C’è un secchio di sonora spazzatura che punta ai nostri piedi, caos che invoca nuovo ordine, un pianoforte scoperchiato attende di mutare il proprio modus, corda percossa o invece pizzicata. Francesco Leineri presenta così, sul palco del Teatro Studio Uno, il suo quarto “concèrtinspettacolo”. Per questo originale ibrido tra generi e stili non si fatica a chiamare in causa il termine performance, usato ormai per normalizzare la miscellanea tra le arti, tra teatro e musica, compresenza di inni sacri, swing anni ’50 e musica concreta à la Stockhausen; tuttavia sembra quasi fare un torto alle competenze specifiche del giovane artista e polistrumentista palermitano che in questo caso dimostrano un agio nella scrittura scenica contemporanea, legando drammaturgia del suono, del gesto e dell’immagine con sapienza da un lato e tocco personale dall’altro.
Improvvisazione e partitura programmata sono due modalità costruttive di questo spettacolo, che potremmo definire quasi un manifesto.

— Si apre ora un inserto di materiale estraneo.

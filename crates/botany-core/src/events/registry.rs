//! Typed subscription registry.
//!
//! Subscriptions are keyed by event type. A local subscription also names a
//! component: it only fires when the event is raised on an entity that has
//! that component, so behavior follows capabilities rather than entity kinds.
//! The registry is built once and handed to the engine; there is no global bus.

use std::any::{Any, TypeId};
use std::collections::HashMap;

use hecs::{Component, Entity, World};

use crate::context::SystemContext;

/// Handler for an event raised on a specific entity
pub type LocalHandler<E> = fn(&mut SystemContext<'_>, Entity, &mut E);

/// Handler for an event raised without an owning entity
pub type BroadcastHandler<E> = fn(&mut SystemContext<'_>, &mut E);

struct LocalSubscription<E> {
    component: &'static str,
    has_component: fn(&World, Entity) -> bool,
    handler: LocalHandler<E>,
}

fn has_component<C: Component>(world: &World, entity: Entity) -> bool {
    world
        .entity(entity)
        .map(|e| e.has::<C>())
        .unwrap_or(false)
}

#[derive(Default)]
pub struct EventRegistry {
    local: HashMap<TypeId, Box<dyn Any>>,
    broadcast: HashMap<TypeId, Box<dyn Any>>,
}

impl EventRegistry {
    pub fn new() -> Self {
        Self::default()
    }

    /// Run `handler` whenever `E` is raised on an entity carrying `C`
    pub fn subscribe_local<C: Component, E: 'static>(&mut self, handler: LocalHandler<E>) {
        let subs = self
            .local
            .entry(TypeId::of::<E>())
            .or_insert_with(|| Box::new(Vec::<LocalSubscription<E>>::new()));
        if let Some(subs) = subs.downcast_mut::<Vec<LocalSubscription<E>>>() {
            subs.push(LocalSubscription {
                component: std::any::type_name::<C>(),
                has_component: has_component::<C>,
                handler,
            });
        }
    }

    /// Run `handler` for every broadcast `E`
    pub fn subscribe_broadcast<E: 'static>(&mut self, handler: BroadcastHandler<E>) {
        let subs = self
            .broadcast
            .entry(TypeId::of::<E>())
            .or_insert_with(|| Box::new(Vec::<BroadcastHandler<E>>::new()));
        if let Some(subs) = subs.downcast_mut::<Vec<BroadcastHandler<E>>>() {
            subs.push(handler);
        }
    }

    /// Deliver `event` to every local subscriber whose component `entity` has,
    /// in subscription order. Returns how many handlers ran.
    pub fn raise_local<E: 'static>(
        &self,
        ctx: &mut SystemContext<'_>,
        entity: Entity,
        event: &mut E,
    ) -> usize {
        let Some(subs) = self
            .local
            .get(&TypeId::of::<E>())
            .and_then(|subs| subs.downcast_ref::<Vec<LocalSubscription<E>>>())
        else {
            return 0;
        };

        let mut invoked = 0;
        for sub in subs {
            // Re-checked per handler: an earlier handler may have removed the component
            if !(sub.has_component)(ctx.world, entity) {
                continue;
            }
            log::trace!(
                "{} -> {:?} ({})",
                std::any::type_name::<E>(),
                entity,
                sub.component
            );
            (sub.handler)(ctx, entity, event);
            invoked += 1;
        }
        invoked
    }

    /// Deliver `event` to every broadcast subscriber. Returns how many handlers ran.
    pub fn raise_broadcast<E: 'static>(&self, ctx: &mut SystemContext<'_>, event: &mut E) -> usize {
        let Some(subs) = self
            .broadcast
            .get(&TypeId::of::<E>())
            .and_then(|subs| subs.downcast_ref::<Vec<BroadcastHandler<E>>>())
        else {
            return 0;
        };

        for handler in subs {
            handler(ctx, event);
        }
        subs.len()
    }

    /// Number of local subscriptions for `E`
    pub fn local_count<E: 'static>(&self) -> usize {
        self.local
            .get(&TypeId::of::<E>())
            .and_then(|subs| subs.downcast_ref::<Vec<LocalSubscription<E>>>())
            .map_or(0, Vec::len)
    }
}

impl std::fmt::Debug for EventRegistry {
    fn fmt(&self, f: &mut std::fmt::Formatter<'_>) -> std::fmt::Result {
        f.debug_struct("EventRegistry")
            .field("local_event_types", &self.local.len())
            .field("broadcast_event_types", &self.broadcast.len())
            .finish()
    }
}
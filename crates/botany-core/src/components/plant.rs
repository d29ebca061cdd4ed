//! Plant holder component - trays, pots and anything else growing a plant.

use serde::{Deserialize, Serialize};

use super::SeedData;

/// Marks an entity as holding a plant. `seed` is `None` for an empty tray.
#[derive(Debug, Clone, Default, PartialEq, Serialize, Deserialize)]
pub struct PlantHolder {
    pub seed: Option<SeedData>,
}

impl PlantHolder {
    pub fn new(seed: Option<SeedData>) -> Self {
        Self { seed }
    }

    pub fn empty() -> Self {
        Self::default()
    }
}
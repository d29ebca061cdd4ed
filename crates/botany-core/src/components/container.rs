//! Container components - single-slot housings and their contents.

use hecs::Entity;
use serde::{Deserialize, Serialize};

/// A housing that can hold exactly one entity.
#[derive(Debug, Clone, Serialize, Deserialize)]
pub struct ContainerSlot {
    pub id: String,
    /// Entity currently inside the slot.
    /// Not serialized directly (Entity is not serializable), see persistence
    #[serde(skip)]
    pub contained: Option<Entity>,
}

impl ContainerSlot {
    pub fn new(id: impl Into<String>) -> Self {
        Self {
            id: id.into(),
            contained: None,
        }
    }

    pub fn is_empty(&self) -> bool {
        self.contained.is_none()
    }
}

/// Present on an entity while it sits inside a [`ContainerSlot`].
#[derive(Debug, Clone, Copy, PartialEq, Eq)]
pub struct InContainer {
    pub container: Entity,
}
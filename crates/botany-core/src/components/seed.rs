//! Seed data - the genetic record carried by plants and swabs.

use serde::{Deserialize, Serialize};

/// Genetic record of a plant.
///
/// Seed data is never edited in place once it is attached to an entity:
/// swabs and plants always receive a fresh clone or a crossed result.
#[derive(Debug, Clone, PartialEq, Serialize, Deserialize)]
pub struct SeedData {
    pub name: String,
    pub potency: f32,
    pub yield_amount: u32,
    pub lifespan: f32,
    pub maturation: f32,
    pub production: f32,
    /// Chemical ids produced by the plant
    pub chemicals: Vec<String>,
}

impl SeedData {
    pub fn new(name: impl Into<String>) -> Self {
        Self {
            name: name.into(),
            potency: 10.0,
            yield_amount: 3,
            lifespan: 25.0,
            maturation: 6.0,
            production: 6.0,
            chemicals: Vec::new(),
        }
    }

    pub fn with_potency(mut self, potency: f32) -> Self {
        self.potency = potency;
        self
    }

    pub fn with_yield(mut self, yield_amount: u32) -> Self {
        self.yield_amount = yield_amount;
        self
    }

    pub fn with_chemical(mut self, chemical: impl Into<String>) -> Self {
        self.chemicals.push(chemical.into());
        self
    }
}

/// What a swab is carrying. `Empty` is a clean swab.
#[derive(Debug, Clone, PartialEq, Default, Serialize, Deserialize)]
pub enum SwabSample {
    #[default]
    Empty,
    Loaded(SeedData),
}

impl SwabSample {
    pub fn is_loaded(&self) -> bool {
        matches!(self, SwabSample::Loaded(_))
    }

    pub fn is_empty(&self) -> bool {
        !self.is_loaded()
    }

    pub fn seed(&self) -> Option<&SeedData> {
        match self {
            SwabSample::Loaded(seed) => Some(seed),
            SwabSample::Empty => None,
        }
    }
}

impl From<Option<SeedData>> for SwabSample {
    fn from(seed: Option<SeedData>) -> Self {
        match seed {
            Some(seed) => SwabSample::Loaded(seed),
            None => SwabSample::Empty,
        }
    }
}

Non sappiamo se effettivamente i termini che danno titolo all’opera, Sonòriter | Armònikem | Melòdikes | Rìtmiken | Formàtikon, abbiano realmente a che fare con la «disfatta dei gladiatori» cui accenna nelle note di regia, ma facilmente troveremo molte corrispondenze con i «punti cardinali della grande bussola musicale», come se, a voler scomporre lo spettacolo, si potesse ricondurre i diversi quadri a quegli stessi principi ordinatori.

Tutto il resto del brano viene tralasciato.